I was expecting the promised visit by Inspector Cramer any minute. Naturally I was nursing an assorted collection of resentments, but the one on top was at not being there to see and hear the talk between Cramer and Wolfe. Any chat those two had was always worth listening to, and that one must have been outstanding, with Wolfe learning not only that his client was lying five ways from Sunday, which was bad enough, but also that I had been tossed in the can and the day’s mail would have to go unanswered.
When the door finally opened, and a visitor entered it wasn’t Inspector Cramer. It was Lieutenant Rowcliff, whose murder I will not have to premeditate when I get around to it because I have already done the premeditating. There are not many murderers so vicious and inhuman that I would enjoy seeing them caught by Rowcliff. He jerked a chair around to sit facing me and said with oily satisfaction, “At last we’ve got you, by God.”
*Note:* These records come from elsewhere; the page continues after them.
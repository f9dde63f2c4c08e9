use serde::{Deserialize, Serialize};

use smb_core::SMBResult;

use crate::byte_helper::{LocalTimeZone, utime_from_millis};
use crate::protocol::body::SMBCommand;
use crate::protocol::header::SMBCommandCode;
use crate::protocol::wire::{WireReader, WireWriter};

/// MS-CIFS 2.2.4.5.1. The response is an [`crate::protocol::body::SMBEmpty`].
#[derive(Serialize, Deserialize, PartialEq, Eq, Debug, Clone, Copy)]
pub struct SMBCloseRequest {
    pub fid: u16,
    /// Raw UTime; `0xFFFFFFFF` leaves the time alone.
    pub last_write_time: u32,
}

impl SMBCloseRequest {
    pub fn new(fid: u16) -> Self {
        Self {
            fid,
            last_write_time: u32::MAX,
        }
    }

    /// `last_write_time` and `now` are Unix milliseconds; the value is
    /// corrected for daylight saving in `zone`.
    pub fn with_last_write_time<Z: LocalTimeZone + ?Sized>(fid: u16, last_write_time: i64, now: i64, zone: &Z) -> Self {
        Self {
            fid,
            last_write_time: utime_from_millis(last_write_time, now, zone),
        }
    }
}

impl SMBCommand for SMBCloseRequest {
    fn command_code(&self) -> SMBCommandCode {
        SMBCommandCode::Close
    }

    fn write_parameter_words(&self, writer: &mut WireWriter) -> SMBResult<()> {
        writer.write_u16(self.fid)?;
        writer.write_u32(self.last_write_time)
    }

    fn write_bytes(&self, _writer: &mut WireWriter) -> SMBResult<()> {
        Ok(())
    }

    fn read_parameter_words(&mut self, reader: &mut WireReader, _word_count: u8) -> SMBResult<()> {
        self.fid = reader.read_u16()?;
        self.last_write_time = reader.read_u32()?;
        Ok(())
    }

    fn read_bytes(&mut self, _reader: &mut WireReader, _byte_count: usize) -> SMBResult<()> {
        Ok(())
    }
}

#[cfg(test)]
mod tests {
    use crate::byte_helper::NoDaylightSaving;

    use super::*;

    #[test]
    fn close_words() {
        let request = SMBCloseRequest::with_last_write_time(0x4001, 1_000_000, 0, &NoDaylightSaving);
        let mut writer = WireWriter::new(16, false);
        request.write_parameter_words(&mut writer).unwrap();
        assert_eq!(writer.as_slice(), &[0x01, 0x40, 0xE8, 0x03, 0x00, 0x00]);
    }

    #[test]
    fn unset_time_is_all_ones() {
        assert_eq!(SMBCloseRequest::with_last_write_time(1, 0, 5, &NoDaylightSaving).last_write_time, u32::MAX);
        assert_eq!(SMBCloseRequest::new(1).last_write_time, u32::MAX);
    }
}
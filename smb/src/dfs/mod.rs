//! DFS referral resolution, MS-DFSC 3.1.
//!
//! A [`DfsResolver`] keeps three caches behind one lock: the domains the
//! user's domain trusts (each holding its roots), the referrals learned for
//! stand-alone paths, and negative entries for roots that could not be
//! resolved. Network traffic goes through a [`DfsReferralContext`].

use std::time::Instant;

use smb_core::SMBResult;

use crate::protocol::transaction::dfs_referral::DfsReferralResponse;

pub use cache::DfsResolver;
pub use referral::{DfsReferral, DfsTarget};

mod cache;
mod referral;

/// What the resolver needs from a connected client.
pub trait DfsReferralContext {
    /// The domain the user authenticates against, if any.
    fn user_domain(&self) -> Option<String>;

    /// Sends `TRANS2_GET_DFS_REFERRAL` for `path` to `server`.
    fn get_referrals(&mut self, server: &str, path: &str, max_level: u16) -> SMBResult<DfsReferralResponse>;
}

pub trait Clock: Send + Sync {
    fn now(&self) -> Instant;
}

#[derive(Debug, Default, Clone, Copy)]
pub struct SystemClock;

impl Clock for SystemClock {
    fn now(&self) -> Instant {
        Instant::now()
    }
}
use num_enum::{IntoPrimitive, TryFromPrimitive};
use serde::{Deserialize, Serialize};

use smb_core::{SMBByteSize, SMBFromBytes, SMBParseResult, SMBToBytes};
use smb_core::error::SMBError;

#[repr(u8)]
#[derive(Debug, Eq, PartialEq, Hash, TryFromPrimitive, IntoPrimitive, Serialize, Deserialize, Clone, Copy)]
pub enum SMBCommandCode {
    CreateDirectory = 0x00,
    DeleteDirectory = 0x01,
    Open = 0x02,
    Create = 0x03,
    Close = 0x04,
    Flush = 0x05,
    Delete = 0x06,
    Rename = 0x07,
    QueryInformation = 0x08,
    SetInformation = 0x09,
    Read = 0x0A,
    Write = 0x0B,
    LockByteRange = 0x0C,
    UnlockByteRange = 0x0D,
    CreateTemporary = 0x0E,
    CreateNew = 0x0F,
    CheckDirectory = 0x10,
    ProcessExit = 0x11,
    Seek = 0x12,
    LockAndRead = 0x13,
    WriteAndUnlock = 0x14,
    ReadRaw = 0x1A,
    ReadMpx = 0x1B,
    ReadMpxSecondary = 0x1C,
    WriteRaw = 0x1D,
    WriteMpx = 0x1E,
    WriteMpxSecondary = 0x1F,
    WriteComplete = 0x20,
    QueryServer = 0x21,
    SetInformation2 = 0x22,
    QueryInformation2 = 0x23,
    LockingAndX = 0x24,
    Transaction = 0x25,
    TransactionSecondary = 0x26,
    Ioctl = 0x27,
    IoctlSecondary = 0x28,
    Copy = 0x29,
    Move = 0x2A,
    Echo = 0x2B,
    WriteAndClose = 0x2C,
    OpenAndX = 0x2D,
    ReadAndX = 0x2E,
    WriteAndX = 0x2F,
    NewFileSize = 0x30,
    CloseAndTreeDisc = 0x31,
    Transaction2 = 0x32,
    Transaction2Secondary = 0x33,
    FindClose2 = 0x34,
    FindNotifyClose = 0x35,
    TreeConnect = 0x70,
    TreeDisconnect = 0x71,
    Negotiate = 0x72,
    SessionSetupAndX = 0x73,
    LogoffAndX = 0x74,
    TreeConnectAndX = 0x75,
    QueryInformationDisk = 0x80,
    Search = 0x81,
    Find = 0x82,
    FindUnique = 0x83,
    FindClose = 0x84,
    NtTransact = 0xA0,
    NtTransactSecondary = 0xA1,
    NtCreateAndX = 0xA2,
    NtCancel = 0xA4,
    NtRename = 0xA5,
    OpenPrintFile = 0xC0,
    WritePrintFile = 0xC1,
    ClosePrintFile = 0xC2,
    GetPrintQueue = 0xC3,
    ReadBulk = 0xD8,
    WriteBulk = 0xD9,
    WriteBulkData = 0xDA,
    Invalid = 0xFE,
    NoAndXCommand = 0xFF,
}

impl SMBCommandCode {
    /// Commands whose parameter block starts with the 4-byte AndX chain header.
    pub fn is_andx(&self) -> bool {
        matches!(self,
            Self::LockingAndX
            | Self::OpenAndX
            | Self::ReadAndX
            | Self::WriteAndX
            | Self::SessionSetupAndX
            | Self::LogoffAndX
            | Self::TreeConnectAndX
            | Self::NtCreateAndX
        )
    }

    /// Name used in `"<Predecessor>.<Successor>"` batch limit keys.
    pub fn batch_name(&self) -> &'static str {
        match self {
            Self::CheckDirectory => "CheckDirectory",
            Self::CreateDirectory => "CreateDirectory",
            Self::Delete => "Delete",
            Self::DeleteDirectory => "DeleteDirectory",
            Self::Rename => "Rename",
            Self::QueryInformation => "QueryInformation",
            Self::Close => "Close",
            Self::Transaction => "Transaction",
            Self::Transaction2 => "Transaction2",
            Self::NtTransact => "NtTransact",
            Self::OpenAndX => "OpenAndX",
            Self::ReadAndX => "ReadAndX",
            Self::WriteAndX => "WriteAndX",
            Self::LockingAndX => "LockingAndX",
            Self::SessionSetupAndX => "SessionSetupAndX",
            Self::LogoffAndX => "LogoffAndX",
            Self::TreeConnectAndX => "TreeConnectAndX",
            Self::NtCreateAndX => "NTCreateAndX",
            Self::Negotiate => "Negotiate",
            _ => "Other",
        }
    }
}

impl SMBByteSize for SMBCommandCode {
    fn smb_byte_size(&self) -> usize {
        1
    }
}

impl SMBFromBytes for SMBCommandCode {
    fn smb_from_bytes(input: &[u8]) -> SMBParseResult<&[u8], Self> {
        let (remaining, code) = u8::smb_from_bytes(input)?;
        let command = Self::try_from_primitive(code)
            .map_err(|_| SMBError::parse_error(format!("Unknown SMB command code 0x{:02X}", code)))?;
        Ok((remaining, command))
    }
}

impl SMBToBytes for SMBCommandCode {
    fn smb_to_bytes(&self) -> Vec<u8> {
        vec![*self as u8]
    }
}

#[cfg(test)]
mod tests {
    use super::*;

    /// MS-CIFS 2.2.2.1: command codes carry their documented values.
    #[test]
    fn command_codes_match_wire_values() {
        assert_eq!(SMBCommandCode::Close as u8, 0x04);
        assert_eq!(SMBCommandCode::CheckDirectory as u8, 0x10);
        assert_eq!(SMBCommandCode::Transaction as u8, 0x25);
        assert_eq!(SMBCommandCode::ReadAndX as u8, 0x2E);
        assert_eq!(SMBCommandCode::Transaction2 as u8, 0x32);
        assert_eq!(SMBCommandCode::Negotiate as u8, 0x72);
        assert_eq!(SMBCommandCode::SessionSetupAndX as u8, 0x73);
        assert_eq!(SMBCommandCode::TreeConnectAndX as u8, 0x75);
        assert_eq!(SMBCommandCode::NtTransact as u8, 0xA0);
        assert_eq!(SMBCommandCode::NtCreateAndX as u8, 0xA2);
        assert_eq!(SMBCommandCode::NoAndXCommand as u8, 0xFF);
    }

    #[test]
    fn andx_commands_are_flagged() {
        assert!(SMBCommandCode::ReadAndX.is_andx());
        assert!(SMBCommandCode::NtCreateAndX.is_andx());
        assert!(!SMBCommandCode::Close.is_andx());
        assert!(!SMBCommandCode::Transaction.is_andx());
    }

    #[test]
    fn unknown_code_is_parse_error() {
        assert!(SMBCommandCode::smb_from_bytes(&[0x15]).is_err());
        let (_, code) = SMBCommandCode::smb_from_bytes(&[0x2F]).unwrap();
        assert_eq!(code, SMBCommandCode::WriteAndX);
    }
}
That set the tone of the interview.
I would enjoy recording in full that two-hour session with Rowcliff, but it would sound like bragging, and therefore I don’t suppose you would enjoy it too. His biggest handicap is that when he gets irritated to a certain point he can’t help stuttering, and I’m onto him enough to tell when he’s just about there, and then I start stuttering before he does. Even with a close watch and careful timing it takes luck to do it right, and that evening I was lucky. He came closer than ever before to plugging me, but didn’t, because he wants to be a captain so bad he can taste it and he’s not absolutely sure that Wolfe hasn’t got a solid in with the Commissioner or the Mayor or possibly Grover Whalen himself.
Cramer never showed up, and that added another resentment to my healthy pile. I knew he had been to see Wolfe, because when they had finally let me make my phone call, around eight o’clock, and I had got Wolfe and started to tell him about it, he had interrupted me in a voice as cold as an Eskimo’s nose.
“I know where you are and how you got there. Mr. Cramer is here. I have phoned Mr. Parker, but it’s too late to do anything tonight. Have you had anything to eat?”
“No, sir. I’m afraid of poison and I’m on a hunger strike.”